Mendengar kalimat Supervisi Akademik hal yang terlintas dalam benak kita pastinya adalah Penilaian kinerja terhadap guru. Hal ini selalu dikaitkan dengan kelengkapan administrasi di sekolah yang dilakukan dalam kurun waktu tertentu dan dalam jangka waktu yang pendek. Lalu bagaimana seharusnya Supervisi Akademik dapat dilakukan sebagai suatu kegiatan yang berkelanjutan?
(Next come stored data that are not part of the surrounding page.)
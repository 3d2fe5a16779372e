//! Validation file interpretation.
//!
//! Locates the bundle's `validation-*.json`, parses it against the schema for
//! the fact's source type and distils it into [`ArchiveDetails`]: the common
//! provenance fields plus per-source values aligned by index with the
//! reconciled sources.

pub mod schema;

use crate::error::{ArchiveError, ArchiveResult};
use crate::types::{ArchiveDetails, ArchivedFile, Source, SourceType};
use schema::{CalculationEvent, CexValidationFile, DexValidationFile, SchemaViolation, ValidationFile};
use serde::de::DeserializeOwned;
use serde_json::Value;

pub const VALIDATION_MARKER: &str = "validation-";

/// First file whose name contains `validation-`.
pub fn find_validation_file(files: &[ArchivedFile]) -> Option<&ArchivedFile> {
    files.iter().find(|f| f.file_name.contains(VALIDATION_MARKER))
}

/// Interpret the validation file for `source_type` (`"CEX"` or `"DEX"`).
///
/// `sources` must already be reconciled and in message order; the returned
/// details carry copies of them with their contributed values filled in.
pub fn interpret(
    files: &[ArchivedFile],
    sources: &[Source],
    source_type: &str,
) -> ArchiveResult<ArchiveDetails> {
    let source_type: SourceType = source_type.parse()?;
    let file = find_validation_file(files).ok_or(ArchiveError::MissingValidationFile)?;
    let content = file.content.as_json().ok_or_else(|| ArchiveError::Schema {
        source_type: source_type.to_string(),
        path: "$".to_string(),
        message: format!("{} is not JSON", file.name),
    })?;

    match source_type {
        SourceType::Cex => {
            let parsed: CexValidationFile = parse(source_type, content)?;
            let values = &parsed.calculation().about.variable_measured.value_reference;
            let sources = sources
                .iter()
                .enumerate()
                .map(|(i, source)| Source {
                    asset_pair_value: values.get(i).copied(),
                    ..source.clone()
                })
                .collect();
            Ok(details(&parsed, sources, source_type))
        }
        SourceType::Dex => {
            let parsed: DexValidationFile = parse(source_type, content)?;
            let about = &parsed.calculation().about;
            let (base, quote) = (about.base_values(), about.quote_values());
            let sources = sources
                .iter()
                .enumerate()
                .map(|(i, source)| Source {
                    base_asset_value: base.get(i).copied(),
                    quote_asset_value: quote.get(i).copied(),
                    ..source.clone()
                })
                .collect();
            Ok(details(&parsed, sources, source_type))
        }
    }
}

fn parse<C>(source_type: SourceType, content: &Value) -> ArchiveResult<ValidationFile<C>>
where
    C: CalculationEvent + DeserializeOwned,
{
    let schema_error = |violation: SchemaViolation| ArchiveError::Schema {
        source_type: source_type.to_string(),
        path: violation.path,
        message: violation.message,
    };

    let parsed: ValidationFile<C> = serde_json::from_value(content.clone()).map_err(|e| {
        schema_error(SchemaViolation {
            path: "$".to_string(),
            message: e.to_string(),
        })
    })?;
    parsed.validate().map_err(schema_error)?;
    Ok(parsed)
}

fn details<C: CalculationEvent>(
    parsed: &ValidationFile<C>,
    sources: Vec<Source>,
    source_type: SourceType,
) -> ArchiveDetails {
    let collection = parsed.collection();
    ArchiveDetails {
        sources,
        collection_timestamp: collection.collection_timestamp().to_string(),
        collector_node_id: parsed.is_based_on.identifier.clone(),
        content_signature: collection.content_signature().to_string(),
        calculation_method: parsed.calculation().description().to_string(),
        validation_date: collection.start_date.clone(),
        source_type: source_type.as_str().to_string(),
    }
}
Sebelumnya setiap menghadapi supervisi akademik perasaan yang selalu datang adalah perasaan cemas, kawatir dan tentu saja tegang. Mengapa demikian? Karena selama ini bagi saya supervisi akademik merupakan suatu proses observasi penilaian, sehingga saya dituntut untuk memberikan sesuatu hal yang maksimal dalam pelaksanaannya.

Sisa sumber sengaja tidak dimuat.